Today, OCR technology provides higher than 99% accuracy with typed characters in high-quality images. However, the diversity in human writing types, spacing differences, and irregularities of handwriting causes less accurate character recognition, as you can see in the featured image. Thus, tools that read handwriting cannot provide the same degree of accuracy that OCR systems offer on typed characters.
However, thanks to the active research in this field, handwriting recognition improves its accuracy by introducing highly sophisticated algorithms designed to solve this problem.
What is handwriting recognition?
Handwriting recognition, also known as handwriting OCR or cursive OCR, is a subfield of OCR technology that translates handwritten letters to corresponding digital text or commands in real-time. To perform this task, these systems benefit from pattern matching to identify various styles of handwritten letters. Wikipedia defines handwriting recognition as:
the ability of a computer to receive and interpret intelligible handwritten input from sources such as paper documents, photographs, touch-screens, and other devices.

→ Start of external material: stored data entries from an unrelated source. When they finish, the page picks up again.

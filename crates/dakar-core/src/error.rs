use std::io;
use thiserror::Error;

#[derive(Debug, Error)]
pub enum DakarError {
    #[error("Database error: {0}")]
    Database(#[from] sqlx::Error),
    #[error("Scraping error: {0}")]
    Scraping(String),
    #[error("Database not found: {0}")]
    DatabaseNotFound(String),
    #[error("Invalid category: {0}")]
    InvalidCategory(String),
    #[error("IO error: {0}")]
    Io(#[from] io::Error),
    #[error("CSV error: {0}")]
    Csv(#[from] csv::Error),
    #[error("JSON error: {0}")]
    Json(#[from] serde_json::Error),
    #[error("HTTP error: {0}")]
    Http(#[from] reqwest::Error),
    #[error("URL error: {0}")]
    Url(#[from] url::ParseError),
}

pub type Result<T> = std::result::Result<T, DakarError>;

What is included in handwriting?
By handwriting, we refer to texts that are written in manuscript form and cursive form. Texts in manuscript style are easier to recognize as the characters are written separately as block letters. However, cursive handwriting involves joined characters as they are written. This aspect necessitates handwriting recognition tools to perceive each separate character correctly and identify them accurately. Below are the examples of manuscript and cursive writing.
Handwriting on digital screens can be identified by handwriting recognition tools, as well. This kind of handwriting can be tracked as it is written. The software can leverage your dynamic motion to provide more accurate results. Below you can see an example of digital handwriting recognition, provided by Microsoft Azure Ink Recognizer API.
What are the challenges of handwriting recognition?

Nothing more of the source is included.